Getting through those three books was a fucking test of endurance, but the ending of the first trilogy was so good I actually cried. Does Thomas become a fuckup again somehow in the next two trilogies? Because I really, really don't want that. He was the most damaged protagonist I've ever seen, and yet he clearly didn't want to be a monster. I felt so bad for him.

The minor rut in book 7 is more than made up for in the latter half of book 8 though. Holy shit.

I'm surprised that nobody has mentioned The Deepgate Codex by Alan Campbell. Three books-- Scar Night, Iron Angel, and God of Clocks-- the series is an amazing read but it's some grimdark shit of the highest order.

Zimiamvian Trilogy & The Worm Ouroboros by ER Eddison.

Other than that, the usual stuff - Malazan book of the fallen, the black company (only the books of the north though, imo),

>dry
I'd argue that the setting is the reason why Glen Cook's writing seems dry. It's written like a soldier's log, about men and women who endure shit as a matter of course. It's supposed to be dry.

Yeah, you could art up the idea of war and conflict in a fantasy setting - God knows thousands of writers already have - but few series have made me consider what it must be like being in the shit of a brutal magic-fueled war like The Black Company did.

It's not perfect, but what series ever is?

>the books of the north
Same. I didn't mind the others, but the North series is the best, in my opinion.

The Chronicles of Amber, bur Roger Zelazny. Preferably just Corwin's cycle, but Merlin's Cycle is... alright, I guess.

>That Discworld
Whoever made this char is a fucking asshole.
Alzheimer's.

Anyone read The legend of Drizzt? Are they worth reading?

The Well of Echoes series by Ian Irvine was good back when I read it.
Interesting magic system, magic potential is stored in mineral deposits and crystals mined from veins underground, and they rely on fields of magic produced by Nodes deep below the earth. Casters suffer after effects dependant on the spells, even for simple spells.

The series that came after was serious bad tho. Nish was a fucking chode.

How about the Edge Chronicles? Fuckin' airshiiiiiips!

Yes and no. He has issues, but he's much more put together than he was in the first trilogy. He's not all happy McFunFace everything is going to work out great, and he does some more questionable things, but it's mostly about how the new protagonist is the wreck and Covenant tries to help her out.

The Wizard Knight
Book of the New Sun
Chronicles of Amber
The Fionavar Tapestry
The first three Earthsea books
Viriconium

Honestly, Tolkien's non middle earth writing doesn't get nearly the exposure it should. Of his other works, I would particularly recommend Farmer Giles of Ham.

>To be a good author you have to serve in the army.
t. Heinlein

Depends on the book. The first Mistborn trilogy was tolerable, Stormlight Archive is just too long to be worth reading, and the second Mistborn trilogy compensates for bad writing with cowboy wizards(it's worth a read, honest), but Elantris was actually a genuinely good book.

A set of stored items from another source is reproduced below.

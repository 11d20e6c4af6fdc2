//! Refresh-token session model and DTOs.

use forgeline_core::types::{DbId, Timestamp};
use sqlx::FromRow;

/// A refresh-token session row from the `user_sessions` table.
///
/// Only the SHA-256 hash of the refresh token is stored.
#[derive(Debug, Clone, FromRow)]
pub struct UserSession {
    pub id: DbId,
    pub user_id: DbId,
    pub refresh_token_hash: String,
    pub expires_at: Timestamp,
    pub is_revoked: bool,
    pub created_at: Timestamp,
}

/// DTO for creating a new session.
#[derive(Debug, Clone)]
pub struct CreateSession {
    pub user_id: DbId,
    pub refresh_token_hash: String,
    pub expires_at: Timestamp,
}
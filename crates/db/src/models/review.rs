//! Review entity model and DTOs.

use forgeline_core::status::ApprovalStatus;
use forgeline_core::types::{DbId, Timestamp};
use serde::{Deserialize, Serialize};
use sqlx::FromRow;

/// A customer review row from the `reviews` table.
///
/// Moderation state is a nullable flag: `NULL` means pending, `true`
/// approved, `false` rejected. The flag is the storage format; use
/// [`Review::approval`] for the edge representation.
#[derive(Debug, Clone, FromRow, Serialize)]
pub struct Review {
    pub id: DbId,
    /// Nullable: anonymous reviews are allowed.
    pub user_id: Option<DbId>,
    pub project_id: Option<DbId>,
    /// 1 through 5, enforced by a DB CHECK and ingress validation.
    pub rating: i32,
    pub comment: Option<String>,
    pub is_approved: Option<bool>,
    pub created_at: Timestamp,
}

impl Review {
    pub fn approval(&self) -> ApprovalStatus {
        ApprovalStatus::from_flag(self.is_approved)
    }
}

/// DTO for submitting a review.
#[derive(Debug, Clone, Deserialize)]
pub struct CreateReview {
    pub user_id: Option<DbId>,
    pub project_id: Option<DbId>,
    pub rating: i32,
    pub comment: Option<String>,
}
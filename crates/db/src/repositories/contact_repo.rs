//! Repository for the `contact_messages` table.

use forgeline_core::types::DbId;
use sqlx::{FromRow, PgPool, Row};

use crate::models::contact::{ContactMessage, CreateContactMessage};

/// Column list shared across queries to avoid repetition.
const COLUMNS: &str = "id, name, email, message, status, created_at, updated_at";

/// Provides CRUD operations for contact messages.
pub struct ContactRepo;

impl ContactRepo {
    /// Insert a new message in `new` status, returning the created row.
    pub async fn create(
        pool: &PgPool,
        input: &CreateContactMessage,
    ) -> Result<ContactMessage, sqlx::Error> {
        let query = format!(
            "INSERT INTO contact_messages (name, email, message)
             VALUES ($1, $2, $3)
             RETURNING {COLUMNS}"
        );
        sqlx::query_as::<_, ContactMessage>(&query)
            .bind(&input.name)
            .bind(&input.email)
            .bind(&input.message)
            .fetch_one(pool)
            .await
    }

    /// Find a message by ID.
    pub async fn find_by_id(
        pool: &PgPool,
        id: DbId,
    ) -> Result<Option<ContactMessage>, sqlx::Error> {
        let query = format!("SELECT {COLUMNS} FROM contact_messages WHERE id = $1");
        sqlx::query_as::<_, ContactMessage>(&query)
            .bind(id)
            .fetch_optional(pool)
            .await
    }

    /// List one page of messages, optionally filtered by status, newest
    /// first, with the exact total count.
    pub async fn list(
        pool: &PgPool,
        status: Option<&str>,
        start: i64,
        end: i64,
    ) -> Result<(Vec<ContactMessage>, i64), sqlx::Error> {
        let query = format!(
            "SELECT {COLUMNS}, COUNT(*) OVER () AS total_count FROM contact_messages
             WHERE ($1::TEXT IS NULL OR status = $1)
             ORDER BY created_at DESC
             LIMIT $2 OFFSET $3"
        );
        let rows = sqlx::query(&query)
            .bind(status)
            .bind(end - start + 1)
            .bind(start)
            .fetch_all(pool)
            .await?;

        let total = match rows.first() {
            Some(row) => row.try_get::<i64, _>("total_count")?,
            None => {
                sqlx::query_scalar(
                    "SELECT COUNT(*) FROM contact_messages
                     WHERE ($1::TEXT IS NULL OR status = $1)",
                )
                .bind(status)
                .fetch_one(pool)
                .await?
            }
        };
        let messages = rows
            .iter()
            .map(ContactMessage::from_row)
            .collect::<Result<Vec<_>, _>>()?;
        Ok((messages, total))
    }

    /// Set a message's mailbox status.
    ///
    /// Returns the updated row, or `None` if the message does not exist.
    /// Transitions are repeatable: archiving an archived message succeeds
    /// and leaves it archived.
    pub async fn set_status(
        pool: &PgPool,
        id: DbId,
        status: &str,
    ) -> Result<Option<ContactMessage>, sqlx::Error> {
        let query =
            format!("UPDATE contact_messages SET status = $2 WHERE id = $1 RETURNING {COLUMNS}");
        sqlx::query_as::<_, ContactMessage>(&query)
            .bind(id)
            .bind(status)
            .fetch_optional(pool)
            .await
    }

    /// Count messages still in `new` status.
    pub async fn new_count(pool: &PgPool) -> Result<i64, sqlx::Error> {
        sqlx::query_scalar("SELECT COUNT(*) FROM contact_messages WHERE status = 'new'")
            .fetch_one(pool)
            .await
    }
}
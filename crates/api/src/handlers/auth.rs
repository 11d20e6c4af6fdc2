//! Handlers for the `/auth` resource (signup, login, refresh, logout, me).

use axum::extract::State;
use axum::http::StatusCode;
use axum::Json;
use chrono::Utc;
use forgeline_core::error::CoreError;
use forgeline_core::roles::ROLE_USER;
use forgeline_db::models::profile::{CreateProfile, Profile};
use forgeline_db::models::session::CreateSession;
use forgeline_db::models::user::{CreateUser, User, UserResponse};
use forgeline_db::repositories::{ProfileRepo, SessionRepo, UserRepo};
use serde::{Deserialize, Serialize};
use validator::Validate;

use crate::auth::jwt::{generate_access_token, generate_refresh_token, hash_refresh_token};
use crate::auth::password::{hash_password, validate_password_strength, verify_password};
use crate::error::{AppError, AppResult};
use crate::middleware::auth::AuthUser;
use crate::state::AppState;

/// Maximum consecutive failed login attempts before locking the account.
const MAX_FAILED_ATTEMPTS: i32 = 5;

/// Duration in minutes to lock an account after exceeding failed attempts.
const LOCK_DURATION_MINS: i64 = 15;

// ---------------------------------------------------------------------------
// Request / response types
// ---------------------------------------------------------------------------

/// Request body for `POST /auth/signup`.
#[derive(Debug, Deserialize, Validate)]
pub struct SignupRequest {
    #[validate(length(min = 3, max = 40))]
    pub username: String,
    #[validate(email)]
    pub email: String,
    pub password: String,
}

/// Request body for `POST /auth/login`.
#[derive(Debug, Deserialize)]
pub struct LoginRequest {
    pub username: String,
    pub password: String,
}

/// Request body for `POST /auth/refresh` and `POST /auth/logout`.
#[derive(Debug, Deserialize)]
pub struct RefreshRequest {
    pub refresh_token: String,
}

/// Successful authentication response returned by signup, login, and refresh.
#[derive(Debug, Serialize)]
pub struct AuthResponse {
    pub access_token: String,
    pub refresh_token: String,
    /// Access token lifetime in seconds.
    pub expires_in: i64,
    pub user: UserResponse,
}

/// Response body for `GET /auth/me`.
///
/// `profile` is `null` for identities that have no profile row yet.
#[derive(Debug, Serialize)]
pub struct MeResponse {
    pub user: UserResponse,
    pub profile: Option<Profile>,
}

// ---------------------------------------------------------------------------
// Handlers
// ---------------------------------------------------------------------------

/// POST /api/v1/auth/signup
///
/// Create an account and sign in. The profile row is created lazily by the
/// login path, not here.
pub async fn signup(
    State(state): State<AppState>,
    Json(input): Json<SignupRequest>,
) -> AppResult<(StatusCode, Json<AuthResponse>)> {
    input
        .validate()
        .map_err(|e| AppError::Core(CoreError::Validation(e.to_string())))?;
    validate_password_strength(&input.password)
        .map_err(|msg| AppError::Core(CoreError::Validation(msg)))?;

    if UserRepo::find_by_username(&state.pool, &input.username)
        .await?
        .is_some()
    {
        return Err(AppError::Core(CoreError::Conflict(
            "Username is already taken".into(),
        )));
    }
    if UserRepo::find_by_email(&state.pool, &input.email)
        .await?
        .is_some()
    {
        return Err(AppError::Core(CoreError::Conflict(
            "Email is already registered".into(),
        )));
    }

    let password_hash = hash_password(&input.password)
        .map_err(|e| AppError::InternalError(format!("Password hashing error: {e}")))?;

    let user = UserRepo::create(
        &state.pool,
        &CreateUser {
            username: input.username,
            email: input.email,
            password_hash,
            role: ROLE_USER.to_string(),
        },
    )
    .await?;

    tracing::info!(user_id = %user.id, "User signed up");

    let response = create_auth_response(&state, user).await?;
    Ok((StatusCode::CREATED, Json(response)))
}

/// POST /api/v1/auth/login
///
/// Authenticate with username + password. Returns access and refresh tokens.
/// The profile row is created on first successful login.
pub async fn login(
    State(state): State<AppState>,
    Json(input): Json<LoginRequest>,
) -> AppResult<Json<AuthResponse>> {
    // 1. Find user by username.
    let user = UserRepo::find_by_username(&state.pool, &input.username)
        .await?
        .ok_or_else(|| {
            AppError::Core(CoreError::Unauthorized(
                "Invalid username or password".into(),
            ))
        })?;

    // 2. Check if the account is active.
    if !user.is_active {
        return Err(AppError::Core(CoreError::Forbidden(
            "Account is deactivated".into(),
        )));
    }

    // 3. Check if the account is temporarily locked.
    if let Some(locked_until) = user.locked_until {
        if locked_until > Utc::now() {
            return Err(AppError::Core(CoreError::Forbidden(
                "Account is temporarily locked. Try again later.".into(),
            )));
        }
    }

    // 4. Verify password.
    let password_valid = verify_password(&input.password, &user.password_hash)
        .map_err(|e| AppError::InternalError(format!("Password verification error: {e}")))?;

    if !password_valid {
        // 5. On failure: increment counter, lock if threshold exceeded.
        UserRepo::increment_failed_login(&state.pool, user.id).await?;

        let new_count = user.failed_login_count + 1;
        if new_count >= MAX_FAILED_ATTEMPTS {
            let lock_until = Utc::now() + chrono::Duration::minutes(LOCK_DURATION_MINS);
            UserRepo::lock_account(&state.pool, user.id, lock_until).await?;
        }

        return Err(AppError::Core(CoreError::Unauthorized(
            "Invalid username or password".into(),
        )));
    }

    // 6. On success: reset failed count, set last_login_at.
    UserRepo::record_successful_login(&state.pool, user.id).await?;

    // 7. Ensure a profile exists for this identity. A failure here is not a
    //    login failure; the account simply has no profile yet.
    ensure_profile(&state, &user).await;

    // 8. Generate tokens and create session.
    let response = create_auth_response(&state, user).await?;
    Ok(Json(response))
}

/// POST /api/v1/auth/refresh
///
/// Exchange a valid refresh token for new access + refresh tokens.
pub async fn refresh(
    State(state): State<AppState>,
    Json(input): Json<RefreshRequest>,
) -> AppResult<Json<AuthResponse>> {
    // 1. Hash the provided refresh token.
    let token_hash = hash_refresh_token(&input.refresh_token);

    // 2. Find matching active session.
    let session = SessionRepo::find_by_refresh_token_hash(&state.pool, &token_hash)
        .await?
        .ok_or_else(|| {
            AppError::Core(CoreError::Unauthorized(
                "Invalid or expired refresh token".into(),
            ))
        })?;

    // 3. Revoke old session (token rotation).
    SessionRepo::revoke(&state.pool, session.id).await?;

    // 4. Find the user.
    let user = UserRepo::find_by_id(&state.pool, session.user_id)
        .await?
        .ok_or_else(|| AppError::Core(CoreError::Unauthorized("User no longer exists".into())))?;

    if !user.is_active {
        return Err(AppError::Core(CoreError::Forbidden(
            "Account is deactivated".into(),
        )));
    }

    let response = create_auth_response(&state, user).await?;
    Ok(Json(response))
}

/// POST /api/v1/auth/logout
///
/// Revoke the presented refresh token's session.
pub async fn logout(
    _user: AuthUser,
    State(state): State<AppState>,
    Json(input): Json<RefreshRequest>,
) -> AppResult<StatusCode> {
    let token_hash = hash_refresh_token(&input.refresh_token);
    if let Some(session) = SessionRepo::find_by_refresh_token_hash(&state.pool, &token_hash).await?
    {
        SessionRepo::revoke(&state.pool, session.id).await?;
    }
    Ok(StatusCode::NO_CONTENT)
}

/// GET /api/v1/auth/me
///
/// Return the authenticated user and their profile. A missing or unreadable
/// profile yields `profile: null` rather than an error; the account is then
/// treated as "new user, no profile yet".
pub async fn me(user: AuthUser, State(state): State<AppState>) -> AppResult<Json<MeResponse>> {
    let row = UserRepo::find_by_id(&state.pool, user.user_id)
        .await?
        .ok_or_else(|| AppError::Core(CoreError::Unauthorized("User no longer exists".into())))?;

    let profile = match ProfileRepo::find_by_user(&state.pool, user.user_id).await {
        Ok(profile) => profile,
        Err(e) => {
            tracing::warn!(user_id = %user.user_id, error = %e, "Profile fetch failed; treating as absent");
            None
        }
    };

    Ok(Json(MeResponse {
        user: row.into(),
        profile,
    }))
}

// ---------------------------------------------------------------------------
// Helpers
// ---------------------------------------------------------------------------

/// Create the profile row for a user if it does not exist yet.
///
/// Failures are logged and otherwise ignored; profile creation must never
/// break a login.
async fn ensure_profile(state: &AppState, user: &User) {
    match ProfileRepo::find_by_user(&state.pool, user.id).await {
        Ok(Some(_)) => {}
        Ok(None) => {
            let result = ProfileRepo::create(
                &state.pool,
                &CreateProfile {
                    user_id: user.id,
                    username: user.username.clone(),
                    full_name: None,
                },
            )
            .await;
            if let Err(e) = result {
                tracing::warn!(user_id = %user.id, error = %e, "Lazy profile creation failed");
            }
        }
        Err(e) => {
            tracing::warn!(user_id = %user.id, error = %e, "Profile lookup failed during login");
        }
    }
}

/// Generate tokens, persist the refresh session, and assemble the response.
async fn create_auth_response(state: &AppState, user: User) -> AppResult<AuthResponse> {
    let access_token = generate_access_token(user.id, &user.role, &state.config.jwt)
        .map_err(|e| AppError::InternalError(format!("Token generation error: {e}")))?;

    let (refresh_token, refresh_token_hash) = generate_refresh_token();
    let expires_at =
        Utc::now() + chrono::Duration::days(state.config.jwt.refresh_token_expiry_days);

    SessionRepo::create(
        &state.pool,
        &CreateSession {
            user_id: user.id,
            refresh_token_hash,
            expires_at,
        },
    )
    .await?;

    Ok(AuthResponse {
        access_token,
        refresh_token,
        expires_in: state.config.jwt.access_token_expiry_mins * 60,
        user: user.into(),
    })
}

The first book was actually pretty based if you wanted a better thought out Harry Potter for older audiences, but then the second book happened.

A thousand times this.

Definitely this. Children of Hurin was serious, humourless and generally darker than LotR, and that really helped the whole 'Scandinavian tragedy' thing Tolkien was aiming for.

>Black company
>shit

Have you seen Veeky Forums? It's all hipsters who hate everything 'mainstream' and love YA 'novels'.